### Data under study
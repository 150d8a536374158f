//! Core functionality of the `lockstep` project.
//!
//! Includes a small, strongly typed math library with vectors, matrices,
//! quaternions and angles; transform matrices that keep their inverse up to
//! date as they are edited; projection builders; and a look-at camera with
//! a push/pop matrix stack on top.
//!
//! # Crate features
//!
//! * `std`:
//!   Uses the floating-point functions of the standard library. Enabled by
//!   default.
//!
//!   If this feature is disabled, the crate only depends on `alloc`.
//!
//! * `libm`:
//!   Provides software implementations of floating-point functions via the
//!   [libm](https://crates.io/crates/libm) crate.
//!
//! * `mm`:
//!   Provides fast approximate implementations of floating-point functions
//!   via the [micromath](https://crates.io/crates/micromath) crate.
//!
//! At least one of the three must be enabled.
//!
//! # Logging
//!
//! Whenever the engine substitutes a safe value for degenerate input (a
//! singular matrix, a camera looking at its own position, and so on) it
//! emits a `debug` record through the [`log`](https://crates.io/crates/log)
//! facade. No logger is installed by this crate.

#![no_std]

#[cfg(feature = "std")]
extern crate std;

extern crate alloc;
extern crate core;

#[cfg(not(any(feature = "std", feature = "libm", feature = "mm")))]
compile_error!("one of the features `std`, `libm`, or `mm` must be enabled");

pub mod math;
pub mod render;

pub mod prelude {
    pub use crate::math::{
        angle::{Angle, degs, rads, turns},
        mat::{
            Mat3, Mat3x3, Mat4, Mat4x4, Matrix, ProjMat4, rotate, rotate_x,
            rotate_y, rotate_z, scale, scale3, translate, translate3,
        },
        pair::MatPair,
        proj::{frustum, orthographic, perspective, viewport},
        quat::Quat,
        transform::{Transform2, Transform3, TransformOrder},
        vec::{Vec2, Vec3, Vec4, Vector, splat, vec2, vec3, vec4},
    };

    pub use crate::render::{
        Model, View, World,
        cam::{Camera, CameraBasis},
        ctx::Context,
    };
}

---

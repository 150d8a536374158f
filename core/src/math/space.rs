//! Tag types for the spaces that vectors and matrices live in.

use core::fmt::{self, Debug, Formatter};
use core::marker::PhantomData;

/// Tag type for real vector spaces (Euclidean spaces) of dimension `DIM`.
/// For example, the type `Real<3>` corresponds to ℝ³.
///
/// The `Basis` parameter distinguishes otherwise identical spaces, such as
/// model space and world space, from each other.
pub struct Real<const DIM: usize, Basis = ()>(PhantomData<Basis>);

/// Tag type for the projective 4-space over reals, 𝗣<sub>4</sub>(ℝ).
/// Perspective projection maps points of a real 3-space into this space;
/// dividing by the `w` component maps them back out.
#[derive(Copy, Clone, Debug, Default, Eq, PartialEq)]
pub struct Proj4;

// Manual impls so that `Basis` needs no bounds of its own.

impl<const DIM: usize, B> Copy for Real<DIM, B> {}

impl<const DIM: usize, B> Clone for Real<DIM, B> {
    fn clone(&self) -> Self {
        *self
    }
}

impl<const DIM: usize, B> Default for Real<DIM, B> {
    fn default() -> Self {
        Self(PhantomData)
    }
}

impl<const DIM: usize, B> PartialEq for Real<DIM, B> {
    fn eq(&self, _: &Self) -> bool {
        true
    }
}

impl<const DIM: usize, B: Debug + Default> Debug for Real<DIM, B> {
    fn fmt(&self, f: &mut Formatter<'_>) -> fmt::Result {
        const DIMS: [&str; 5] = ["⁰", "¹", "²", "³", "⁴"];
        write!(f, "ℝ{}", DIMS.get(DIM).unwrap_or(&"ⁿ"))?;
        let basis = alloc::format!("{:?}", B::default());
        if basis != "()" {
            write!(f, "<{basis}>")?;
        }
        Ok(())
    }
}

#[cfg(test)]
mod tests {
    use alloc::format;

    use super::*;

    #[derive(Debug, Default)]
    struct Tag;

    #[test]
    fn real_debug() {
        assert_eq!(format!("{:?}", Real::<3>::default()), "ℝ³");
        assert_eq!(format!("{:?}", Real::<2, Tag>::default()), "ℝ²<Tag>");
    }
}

### Problem details
If a line in the records above contains the string "must", copy that line out.

### Task answer
//! At least one of the three must be enabled.
compile_error!("one of the features `std`, `libm`, or `mm` must be enabled");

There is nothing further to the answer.